Overloading assignment operators to maintain an invariant is one thing, but this particular case of it running off and effectively doing ionis weird to me coming from an embedded c++ background. I don't like operator overloading and think it should be avoided, just to make my bias obvious. I don't code c++ anymore either, rust and no looking back for a few years now.
But it doesn't run off and do I/O ... that's the bug! The OP assumed that setting the variable causes the new page to be loaded but it doesn't--it just says what page should be loaded. The page doesn't get loaded until the app goes idle. So this whole discussion about setters and side effects is completely off kilter.
> Interestingly it's one of the areas where rust is really useful, it forces you express your intent in terms of mutability and is able to enforce these expectations we have.

Though Rust only cares about mutability, it doesn't track whether you are going to launch the nukes or format the hard disk.

True. But I would not expect any programming language to do that.

Rust provides safeguards and helps you to enforce mutability and ownership at the language level, but how you leverage those safeguards is still up to you.

If you really want it you can still get Rust to mutate stuff when you call a non mutable function after all. Like you could kill someone with a paper straw

> True. But I would not expect any programming language to do that.

Haskell (and its more research-y brethren) do exactly this. You mark your functions with IO to do IO, or nothing for a pure function.
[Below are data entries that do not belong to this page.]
use std::time::Duration;

/// Format a `Duration` as a human-readable string with automatic unit scaling.
///
/// Produces output like `1.94ms`, `2.34s`, `150.00µs` using Rust's Debug format.
pub fn fmt_duration(d: Duration) -> String {
    format!("{d:.2?}")
}
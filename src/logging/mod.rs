use crate::cli::TracingFormat;
use crate::config::Config;
use tracing_subscriber::layer::SubscriberExt;
use tracing_subscriber::util::SubscriberInitExt;
use tracing_subscriber::EnvFilter;

/// Build the default filter directive for a crate log level.
///
/// sqlx logs every statement at debug through the `log` facade; keep it quiet
/// unless explicitly requested through `RUST_LOG`.
pub fn default_directive(log_level: &str) -> String {
    format!("warn,dbprobe={log_level},sqlx=warn")
}

/// Configure and initialize logging for the application.
pub fn setup_logging(config: &Config, tracing_format: TracingFormat) {
    let filter = EnvFilter::try_from_default_env()
        .unwrap_or_else(|_| EnvFilter::new(default_directive(&config.log_level)));

    match tracing_format {
        TracingFormat::Pretty => {
            tracing_subscriber::registry()
                .with(filter)
                .with(
                    tracing_subscriber::fmt::layer()
                        .with_target(true)
                        .compact(),
                )
                .init();
        }
        TracingFormat::Json => {
            tracing_subscriber::registry()
                .with(filter)
                .with(
                    tracing_subscriber::fmt::layer()
                        .with_target(true)
                        .json(),
                )
                .init();
        }
    }
}
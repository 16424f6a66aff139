//! Environment-driven configuration.

use figment::{Figment, providers::Env};
use serde::{Deserialize, Deserializer};
use std::path::PathBuf;
use std::time::Duration;

/// Runtime configuration, read from raw environment variables.
#[derive(Debug, Clone, Deserialize)]
pub struct Config {
    /// Log level for this crate when `RUST_LOG` is not set.
    #[serde(default = "default_log_level")]
    pub log_level: String,
    /// Postgres connection string. Only the probe needs it.
    #[serde(default)]
    pub database_url: Option<String>,
    /// Upper bound on acquiring a connection and on the probe query.
    #[serde(
        default = "default_probe_timeout",
        deserialize_with = "deserialize_duration"
    )]
    pub probe_timeout: Duration,
    /// TOML file holding the remote image allowlist.
    #[serde(default = "default_images_config")]
    pub images_config: PathBuf,
}

impl Config {
    /// Load configuration from the process environment.
    pub fn load() -> Result<Self, figment::Error> {
        Self::from_figment(Figment::new().merge(Env::raw()))
    }

    pub fn from_figment(figment: Figment) -> Result<Self, figment::Error> {
        figment.extract()
    }
}

fn default_log_level() -> String {
    "info".to_owned()
}

fn default_probe_timeout() -> Duration {
    Duration::from_secs(4)
}

fn default_images_config() -> PathBuf {
    PathBuf::from("images.toml")
}

/// Accepts either a bare number of seconds or a human duration such as `1500ms` or `4s`.
fn deserialize_duration<'de, D>(deserializer: D) -> Result<Duration, D::Error>
where
    D: Deserializer<'de>,
{
    #[derive(Deserialize)]
    #[serde(untagged)]
    enum Raw {
        Seconds(u64),
        Text(String),
    }

    match Raw::deserialize(deserializer)? {
        Raw::Seconds(secs) => Ok(Duration::from_secs(secs)),
        Raw::Text(text) => fundu::parse_duration(text.trim())
            .map_err(|e| serde::de::Error::custom(format!("invalid duration {text:?}: {e}"))),
    }
}
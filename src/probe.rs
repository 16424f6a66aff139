//! Database connectivity probe.
//!
//! Opens one scoped connection, runs `SELECT 1` on it and closes it exactly
//! once, whether the query succeeded or not.

use crate::utils::fmt_duration;
use async_trait::async_trait;
use sqlx::postgres::{PgConnectOptions, PgConnection};
use sqlx::{ConnectOptions, Connection};
use std::str::FromStr;
use std::time::{Duration, Instant};
use tokio::sync::Mutex;
use tracing::{debug, error, info};

/// Successful answers slower than this are flagged on the success line.
const SLOW_PROBE_THRESHOLD: Duration = Duration::from_millis(500);

/// Any failure of the probe. Connection, authentication and query failures
/// are not distinguished beyond the detail they carry.
#[derive(Debug, thiserror::Error)]
pub enum ProbeError {
    #[error("database operation failed: {0}")]
    Database(#[from] sqlx::Error),
    #[error("database operation failed: no answer within {0:?}")]
    TimedOut(Duration),
    #[error("database operation failed: expected 1, got {0}")]
    UnexpectedValue(i32),
}

/// Result of a single probe run.
#[derive(Debug)]
pub enum ProbeOutcome {
    Succeeded { value: i32, elapsed: Duration },
    Failed { error: ProbeError, elapsed: Duration },
}

impl ProbeOutcome {
    pub fn is_success(&self) -> bool {
        matches!(self, ProbeOutcome::Succeeded { .. })
    }

    pub fn elapsed(&self) -> Duration {
        match self {
            ProbeOutcome::Succeeded { elapsed, .. } | ProbeOutcome::Failed { elapsed, .. } => {
                *elapsed
            }
        }
    }
}

/// Something the probe can query and then release.
#[async_trait]
pub trait ProbeTarget: Send + Sync {
    /// Execute the fixed `SELECT 1` query.
    async fn select_one(&self) -> Result<i32, sqlx::Error>;

    /// Release every connection held by the target.
    async fn release(&self);
}

/// A single Postgres connection, opened on first use and closed by [`ProbeTarget::release`].
///
/// An unusable connection string is kept until the query runs, so it fails
/// there like any other database error.
pub struct ScopedConnection {
    options: Result<PgConnectOptions, String>,
    connection: Mutex<Option<PgConnection>>,
}

impl ScopedConnection {
    pub fn new(database_url: Option<&str>) -> Self {
        let options = match database_url {
            None => Err("DATABASE_URL is not set".to_owned()),
            Some(url) => PgConnectOptions::from_str(url)
                .map(|options| {
                    options
                        .log_statements(tracing::log::LevelFilter::Debug)
                        .log_slow_statements(
                            tracing::log::LevelFilter::Debug,
                            SLOW_PROBE_THRESHOLD,
                        )
                })
                .map_err(|e| match e {
                    sqlx::Error::Configuration(inner) => inner.to_string(),
                    other => other.to_string(),
                }),
        };

        Self {
            options,
            connection: Mutex::new(None),
        }
    }
}

#[async_trait]
impl ProbeTarget for ScopedConnection {
    async fn select_one(&self) -> Result<i32, sqlx::Error> {
        let options = self
            .options
            .as_ref()
            .map_err(|msg| sqlx::Error::Configuration(msg.clone().into()))?;

        let mut slot = self.connection.lock().await;
        let connection = match slot.take() {
            Some(connection) => connection,
            None => options.connect().await?,
        };
        let connection = slot.insert(connection);

        crate::data::health::ping(connection).await
    }

    async fn release(&self) {
        let Some(connection) = self.connection.lock().await.take() else {
            return;
        };
        if let Err(e) = connection.close().await {
            debug!(error = %e, "database connection did not close cleanly");
        }
    }
}

/// Run the probe against `target`, consuming it.
///
/// Logs exactly one line describing the result, then releases the target.
pub async fn run_probe<T: ProbeTarget>(target: T, timeout: Duration) -> ProbeOutcome {
    let start = Instant::now();

    let result = match tokio::time::timeout(timeout, target.select_one()).await {
        Ok(Ok(1)) => Ok(1),
        Ok(Ok(other)) => Err(ProbeError::UnexpectedValue(other)),
        Ok(Err(e)) => Err(ProbeError::from(e)),
        Err(_) => Err(ProbeError::TimedOut(timeout)),
    };
    let elapsed = start.elapsed();

    let outcome = match result {
        Ok(value) => {
            info!(
                value,
                duration = fmt_duration(elapsed),
                slow = elapsed > SLOW_PROBE_THRESHOLD,
                "database probe succeeded"
            );
            ProbeOutcome::Succeeded { value, elapsed }
        }
        Err(error) => {
            error!(error = %error, duration = fmt_duration(elapsed), "database probe failed");
            ProbeOutcome::Failed { error, elapsed }
        }
    };

    target.release().await;
    debug!("database connection released");

    outcome
}
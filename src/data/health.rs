//! Database health check query.

use sqlx::postgres::PgExecutor;

/// Verify the database connection is alive, returning the scalar it answered with.
pub async fn ping<'e, E>(executor: E) -> Result<i32, sqlx::Error>
where
    E: PgExecutor<'e>,
{
    sqlx::query_scalar::<_, i32>("SELECT 1")
        .fetch_one(executor)
        .await
}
Coming from Haskell, I was a bit suspicious whether Rust's guarantees are worth anything, since they don't stop you from launching the nukes, but in practice they are still surprisingly useful.

Btw, I think D has an option to mark your functions as 'pure'. Pure functions are allowed internal mutation, but not side effects. This is much more useful than C++'s const. (You can tell that D, just like Rust, was designed by people who set out to avoid and improve on C++'s mistakes.)